Two stock-photography memes fused: the word cloud with the crowded chalkboard of concepts.

(I particularly like—as in, hate-like—the whiteboard example below. Note the disembodied female handwriting in mirror-reverse, shadowed by the looming businessman who—even blurred—conveys uncertainty about what the hell he’s doing in this picture. His red tie seems to prop up his head, instead of the other way around. Talk about an empty suit.)

stock photography

Another stock photography meme: whiteboard writing.

Stock photography has achieved an interesting cultural status nowadays. On the one hand, it’s famous and ubiquitous. These “anonymous” images now catapult real people into minor superstardom, like “Hide Your Pain” Harold. Cultural critics now actively parse the situations stock photos tend to curate—like women happily eating salad or business people in nature. (KnowYourMeme summarizes the history of awkward stock photos brilliantly here. And fans of stock photography at its most mannerist should race their browsers over to badstockphoto.tumblr.com and weird-stock.tumblr.com.) The sheer quantity of a particular scene—for instance, people looking shocked at a computer—reveals how much we coll
ectively are consumed with a certain subject. Whether it takes the specific form of identity theft, or protecting your kids from online porn, or annoying pop-up ads, technology both encroaches and alienates us. Ergo, of course, we need lots of photos of people yelling at a computer.

stock photography

A new-guard meme of stock photography: the aerial montage of tech tools.

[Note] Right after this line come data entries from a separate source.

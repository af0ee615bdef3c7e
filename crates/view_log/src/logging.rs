//! Structured logging setup with tracing

use std::path::PathBuf;
use tracing_appender::rolling::{RollingFileAppender, Rotation};
use tracing_subscriber::{fmt, layer::SubscriberExt, util::SubscriberInitExt, EnvFilter};

/// Logging options
#[derive(Debug, Clone)]
pub struct LogOptions {
    /// Filter directive used when `RUST_LOG` is not set
    pub default_filter: String,
    /// Write JSON logs to the rolling file in `log_dir`
    pub file: bool,
    /// Pretty console output (always on in debug builds)
    pub console: bool,
    /// Override for the log directory
    pub dir: Option<PathBuf>,
}

impl Default for LogOptions {
    fn default() -> Self {
        Self {
            default_filter: "info".to_string(),
            file: true,
            console: cfg!(debug_assertions),
            dir: None,
        }
    }
}

/// Initialize the logging system
pub fn init_logging(options: &LogOptions) -> anyhow::Result<()> {
    let env_filter = EnvFilter::try_from_default_env()
        .unwrap_or_else(|_| EnvFilter::new(&options.default_filter));

    let file_layer = if options.file {
        let log_dir = options.dir.clone().unwrap_or_else(super::log_dir);
        std::fs::create_dir_all(&log_dir)?;

        let file_appender = RollingFileAppender::new(Rotation::DAILY, &log_dir, "dataview.log");
        let (non_blocking, guard) = tracing_appender::non_blocking(file_appender);

        // The worker must outlive every span; the process owns it until exit
        std::mem::forget(guard);

        Some(fmt::layer().json().with_writer(non_blocking))
    } else {
        None
    };

    let console_layer = options.console.then(|| fmt::layer().pretty().with_writer(std::io::stderr));

    tracing_subscriber::registry()
        .with(env_filter)
        .with(console_layer)
        .with(file_layer)
        .try_init()?;

    tracing::info!("Logging initialized");
    Ok(())
}

/// Clean up log files older than specified days
pub fn cleanup_old_logs(days: u32) -> anyhow::Result<usize> {
    use std::time::{Duration, SystemTime};

    let log_dir = super::log_dir();
    if !log_dir.exists() {
        return Ok(0);
    }

    let threshold = SystemTime::now() - Duration::from_secs(days as u64 * 24 * 60 * 60);
    let mut deleted = 0;

    for entry in std::fs::read_dir(&log_dir)? {
        let entry = entry?;
        let path = entry.path();

        let is_log = path
            .file_name()
            .map(|n| n.to_string_lossy().starts_with("dataview.log"))
            .unwrap_or(false);
        if !is_log {
            continue;
        }

        let modified = entry.metadata().and_then(|m| m.modified());
        if let Ok(modified) = modified {
            if modified < threshold && std::fs::remove_file(&path).is_ok() {
                deleted += 1;
                tracing::debug!("Deleted old log: {:?}", path);
            }
        }
    }

    tracing::info!("Cleaned up {} old log files", deleted);
    Ok(deleted)
}
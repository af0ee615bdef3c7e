//! List, tree and icon flavors
//!
//! A flavor decides how items are presented and what extra state its kind
//! carries; everything else is shared by `DataView`.

use crate::column::dedupe_columns;
use crate::{Column, Item, Metrics, Presentation, ViewConfig, ViewKind};
use view_fs::SortDir;

pub trait Flavor: Send {
    fn from_config(config: &ViewConfig) -> Self
    where
        Self: Sized;

    fn kind(&self) -> ViewKind;

    /// Presentation for an item, `None` if it cannot be rendered
    fn present(&self, item: &Item) -> Option<Presentation>;

    /// Height of the sticky header above the rows
    fn header_height(&self, _metrics: &Metrics) -> i32 {
        0
    }

    /// Whether item `entries` become child rows
    fn nests(&self) -> bool {
        false
    }

    fn default_expanded(&self) -> bool {
        false
    }
}

fn label_presentation(item: &Item) -> Presentation {
    Presentation::Label {
        label: item.label.clone().unwrap_or_default(),
        icon: item.icon.clone(),
    }
}

/// Flat list with column headers
#[derive(Debug, Clone, Default)]
pub struct ListFlavor {
    pub(crate) columns: Vec<Column>,
    pub(crate) sort_by: Option<String>,
    pub(crate) sort_dir: Option<SortDir>,
}

impl ListFlavor {
    pub fn columns(&self) -> &[Column] {
        &self.columns
    }

    pub(crate) fn set_columns(&mut self, columns: Vec<Column>) {
        self.columns = dedupe_columns(columns);
        if let Some(sorted) = self.columns.iter().find(|c| c.sort_dir.is_some()) {
            self.sort_by = sorted.sort_by.clone();
            self.sort_dir = sorted.sort_dir;
        }
    }
}

impl Flavor for ListFlavor {
    fn from_config(config: &ViewConfig) -> Self {
        let mut flavor = Self::default();
        flavor.set_columns(config.columns.clone());
        flavor
    }

    fn kind(&self) -> ViewKind {
        ViewKind::List
    }

    fn present(&self, item: &Item) -> Option<Presentation> {
        match &item.columns {
            Some(cells) => Some(Presentation::Columns(cells.clone())),
            None if !self.columns.is_empty() => {
                Some(Presentation::Columns(item.cells_from_payload(&self.columns)))
            }
            None => None,
        }
    }

    fn header_height(&self, metrics: &Metrics) -> i32 {
        if self.columns.is_empty() {
            0
        } else {
            metrics.header_height
        }
    }
}

/// Hierarchical rows with expand/collapse
#[derive(Debug, Clone, Default)]
pub struct TreeFlavor {
    expanded: bool,
}

impl Flavor for TreeFlavor {
    fn from_config(config: &ViewConfig) -> Self {
        Self {
            expanded: config.expanded,
        }
    }

    fn kind(&self) -> ViewKind {
        ViewKind::Tree
    }

    fn present(&self, item: &Item) -> Option<Presentation> {
        Some(label_presentation(item))
    }

    fn nests(&self) -> bool {
        true
    }

    fn default_expanded(&self) -> bool {
        self.expanded
    }
}

/// Icon grid
#[derive(Debug, Clone, Copy, Default)]
pub struct IconFlavor;

impl Flavor for IconFlavor {
    fn from_config(_config: &ViewConfig) -> Self {
        Self
    }

    fn kind(&self) -> ViewKind {
        ViewKind::Icon
    }

    fn present(&self, item: &Item) -> Option<Presentation> {
        Some(label_presentation(item))
    }
}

Make no mistake: I’m actually a diehard stock photo fan. Having relied on all the stock photo biggies for corporate work, I’m regularly astounded at how excellent they are. The depth of choices for popular concepts, the density of options for less-popular concepts, and the range of possible styles are all impressive. Even lighting, photo angles, and other effects have gotten more subtle and more nuanced, reflecting the increasing visual acuity of our times. Instagram filters and viewpoints are infiltrating photo-libraries everywhere: consider the aerial montage of tech-tools, a popular meme, shown above. Bearded hipsters in board rooms, steaming lattes by laptops, co-working teams—you can easily find them all now.

Stock photography is its own universe: commodious, surprising, increasingly various. The more we understand its growing uses and get familiar with it as a tool, the stranger and more unknowable it seems to become. Perhaps the most interesting thing about stock photography now is how many more people actually use it—or misuse it, depending on their relative design skills. And here’s where stock photo sites—often maligned for their images of executives incongruously chugging around racetracks, or stacks of coins on weathered desks, or toothily happy, multi-racial teams—are just giving clients the images they’re searching for. Just as video didn’t kill the radio star, stock photography seems set only to prove a designer’s true value. Because to make an extraordinary image, one whose wants align cannily with our own as viewers, selecting the “right” photo is only step one.